Chemical Revolution: Mammutprozess mündet in Haftstrafen

Der zweite Prozess um den Drogen-Onlineshop Chemical Revolution vor dem LG Gießen brachte teils lange Haftstrafen für die fünf Angeklagten.

Zeitweise war Chemical Revolution die bundesweit größte Online-Plattform für Drogen. Bereits seit Februar beschäftigte sich das Landgericht (LG) Gießen mit der Causa. Der Fall galt als besonders umfangreich, allein die Anklage umfasste mehr als 300 einzelne Fälle.

Die Generalstaatsanwaltschaft Frankfurt legte den fünf Angeklagten zur Last, zwischen April 2018 und Februar 2019 Betäubungsmittel bandenmäßig in Umlauf gebracht zu haben. Die in den Niederlanden beschafften Drogen sollen die Beschuldigten in Hamburg gelagert, portioniert und, meist in kleineren Mengen, an die Kunden versandt haben. Bezahlt wurde mit der pseudoanonymen Kryptowährung Bitcoin. Am gestrigen Montag kam es planmäßig zu einer Urteilsverkündung.

Chemical Revolution: aus einem wurden zwei Strafverfahren

Bereits zum zweiten Mal beschäftigte sich das LG Gießen mit dem Drogen-Onlineshop Chemical Revolution.

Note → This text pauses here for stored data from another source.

//! Model management error types

use thiserror::Error;
use vocalis_core::LifecycleError;

/// Model management errors
#[derive(Error, Debug)]
pub enum ModelError {
    /// Model is unknown to the local cache (and, where consulted, the catalog)
    #[error("Model not found: {0}")]
    ModelNotFound(String),

    /// Download failed
    #[error("Download failed: {0}")]
    DownloadFailed(String),

    /// Verification failed
    #[error("Model verification failed: expected {expected}, got {actual}")]
    VerificationFailed {
        expected: String,
        actual: String,
    },

    /// Cache directory error
    #[error("Failed to access cache directory: {0}")]
    CacheDirectoryError(String),

    /// Model card front matter could not be parsed
    #[error("Invalid model card: {0}")]
    InvalidModelCard(String),

    /// A cached model file is present but unusable
    #[error("Invalid model file: {0}")]
    InvalidModelFile(String),

    /// IO error
    #[error("IO error: {0}")]
    IoError(#[from] std::io::Error),

    /// HTTP error
    #[error("HTTP error: {0}")]
    HttpError(#[from] reqwest::Error),

    /// Acquire or unload failed
    #[error(transparent)]
    Lifecycle(#[from] LifecycleError),
}

impl ModelError {
    /// Whether the model id was unknown
    pub fn is_not_found(&self) -> bool {
        matches!(
            self,
            ModelError::ModelNotFound(_) | ModelError::Lifecycle(LifecycleError::NotFound(_))
        )
    }
}
//! Speaker diarization model family
//!
//! pyannote pipelines: a `config.yaml` naming the pipeline class and the
//! segmentation and embedding models it runs.

pub mod error;
pub mod pipeline;
pub mod pyannote;

pub use error::DiarizationError;
pub use pipeline::PipelineConfig;
pub use pyannote::{
    pyannote_executor, PipelineDependency, PyannoteExecutor, PyannoteFamily, PyannoteFiles,
    PyannoteModel,
};
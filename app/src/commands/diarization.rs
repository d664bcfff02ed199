//! Speaker diarization commands

use serde_json::{json, Value};
use tracing::warn;
use vocalis_diarization::PyannoteExecutor;

/// Load a pyannote pipeline and describe it
pub async fn load_pyannote(executor: &PyannoteExecutor, model_id: &str) -> anyhow::Result<Value> {
    let model = executor.acquire(model_id).await?;
    if let Err(e) = model.require_dependencies() {
        warn!("{}", e);
    }
    let pipeline = model.pipeline();
    let info = json!({
        "model_id": model.model_id(),
        "pipeline": pipeline.name,
        "version": pipeline.version,
        "size_bytes": model.weights().map(|w| w.len()),
        "dependencies": model.dependencies(),
        "options": model.options(),
    });
    executor.release(model);
    Ok(info)
}
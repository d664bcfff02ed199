//! Registry + manager pair serving one model family

use std::sync::Arc;

use tracing::info;
use vocalis_core::{LifecycleError, LoadedModelInfo, ModelLease, ModelLoader, ModelManager};

use crate::catalog::ModelStream;
use crate::download::DownloadStatus;
use crate::error::ModelError;
use crate::registry::ModelRegistry;

/// Caller-facing surface of one model family
pub struct FamilyExecutor<R, L: ModelLoader> {
    registry: Arc<R>,
    manager: ModelManager<L>,
}

impl<R, L> FamilyExecutor<R, L>
where
    R: ModelRegistry + Send + Sync + 'static,
    L: ModelLoader,
{
    pub fn new(registry: Arc<R>, manager: ModelManager<L>) -> Self {
        Self { registry, manager }
    }

    pub fn registry(&self) -> &R {
        &self.registry
    }

    pub fn manager(&self) -> &ModelManager<L> {
        &self.manager
    }

    /// Lease `model_id`, downloading its files first if they are not cached
    pub async fn acquire(&self, model_id: &str) -> Result<ModelLease<L::Model>, ModelError> {
        if self.registry.download_if_not_exist(model_id).await? == DownloadStatus::Downloaded {
            info!("Fetched {} before first use", model_id);
        }
        Ok(self.manager.acquire(model_id).await?)
    }

    /// Give a lease back; same as dropping it
    pub fn release(&self, lease: ModelLease<L::Model>) {
        lease.release();
    }

    /// Unload now; `Busy` while leased or loading, `NotFound` if not managed
    pub fn unload(&self, model_id: &str) -> Result<(), ModelError> {
        Ok(self.manager.unload_model(model_id)?)
    }

    pub fn list_local(&self) -> Vec<R::Model> {
        self.registry.list_local_models()
    }

    pub fn list_remote(&self) -> ModelStream<R::Model> {
        self.registry.list_remote_models()
    }

    pub fn get_model(&self, model_id: &str) -> Result<R::Model, ModelError> {
        self.registry.get_model(model_id)
    }

    pub async fn download_if_not_exist(&self, model_id: &str) -> Result<DownloadStatus, ModelError> {
        self.registry.download_if_not_exist(model_id).await
    }

    /// Remove a model from the cache, unloading it first if it is idle
    pub fn delete(&self, model_id: &str) -> Result<(), ModelError> {
        match self.manager.unload_model(model_id) {
            Ok(()) | Err(LifecycleError::NotFound(_)) => {}
            Err(e) => return Err(e.into()),
        }
        self.registry.delete_model(model_id)
    }

    /// Models currently held by the manager
    pub fn loaded_models(&self) -> Vec<LoadedModelInfo> {
        self.manager.loaded_models()
    }

    /// Unload every idle model; returns the ids still in use
    pub fn shutdown(&self) -> Vec<String> {
        self.manager.shutdown()
    }
}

Sowohl das umfangreiche Verfahren, als auch die Coronavirus-Pandemie machte eine Aufspaltung des Falles in zwei Prozesse erforderlich. Ende letzten Jahres verhängte das Gericht nach einem einjährigen ersten Prozess hohe Haftstrafen zwischen zwei Jahren und acht Monaten sowie neun Jahren und zwei Monaten für den Hauptangeklagten.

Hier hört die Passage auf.